Controversially, it can also allow management to monitor overloading (this is a hot potato because drivers often insist it is management that insists on exceeding load limits) and driver performance. This facility is now also being used by insurers to measure the proficiency of their clients and reward smooth, law-abiding driving habits with money back or lower premiums.
Big brother is right there in the cab with you
Orwellian though it sounds, with the advent of satellite tracking it is also to tell where the truck is, whether it is ahead of or behind schedule, how much fuel the driver is using and whether or not he is taking the prescribed breaks. Sloppy drivers hate such monitoring, experts regard it as a challenge.

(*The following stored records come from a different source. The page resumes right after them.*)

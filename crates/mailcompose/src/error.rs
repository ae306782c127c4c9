//! Error types for message composition.

use std::io;

/// Result type alias for composition operations.
pub type Result<T> = std::result::Result<T, Error>;

/// Composition error types.
///
/// Only [`Error::UnsupportedEncoding`] and [`Error::Io`] abort a composition.
/// The other variants are produced by the lower-level helpers and are
/// recovered from by the builder, which degrades to a safe representation.
#[derive(Debug, thiserror::Error)]
pub enum Error {
    /// An address field could not be parsed at all.
    #[error("Invalid address syntax: {0}")]
    InvalidAddressSyntax(String),

    /// Requested transfer encoding is not one of 7bit, quoted-printable, base64.
    #[error("Unsupported transfer encoding: {0}")]
    UnsupportedEncoding(String),

    /// Invalid content type.
    #[error("Invalid content type: {0}")]
    InvalidContentType(String),

    /// Source content could not be decoded with its declared encoding.
    #[error("Invalid encoding: {0}")]
    InvalidEncoding(String),

    /// Base64 decode error.
    #[error("Base64 decode error: {0}")]
    Base64Decode(#[from] base64::DecodeError),

    /// I/O error while writing a message to a sink.
    #[error("I/O error: {0}")]
    Io(#[from] io::Error),
}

But as in the early application of any technology, each supplier had its own version, which was not compatible with any of the others (think video recorders, computer operating systems, cellphone chargers).
Now however, Volkswagen subsidiary Rio has released a new cloud-based ‘black box’ fleet data system that it says is compatible with all systems and manufacturers. And one of its first customers is German truck and bus specialist MAN, which is now including the Rio Box as standard on all new Euro 6-standard truck series in Europe, laying the foundations for a future infrastructure with services that can link up the entire transportation and logistics industry.
A security server based in Germany transmits the data encrypted by the Box before making it available to the customer via the platform, enabling it to offer additional functions, including the analysis of vehicle data such as engine revs, speed, fuel level or brake usage by the driver.
The Rio Box is not only compatible with all systems and manufacturers, it’s designed specifically to be used in mixed fleets, so a small business with two bakkies and three different delivery trucks can also become part of the logistics network. In the future, says Rio boss Markus Lipinsky, retrofits for fleets with existing fleet management systems will also be possible, and you’ll be able transfer your existing data onto the Rio system in encrypted format so that not even Rio can pry into your business without your permission.
You, the customer, can decide what information you want to share on the Rio platform and how much you want to benefit from the platform’s digital solutions. And while we can understand the frustration of some drivers at being so closely monitored, hopefully it will also protect them from exploitation through brutally long shifts and impossible scheduling.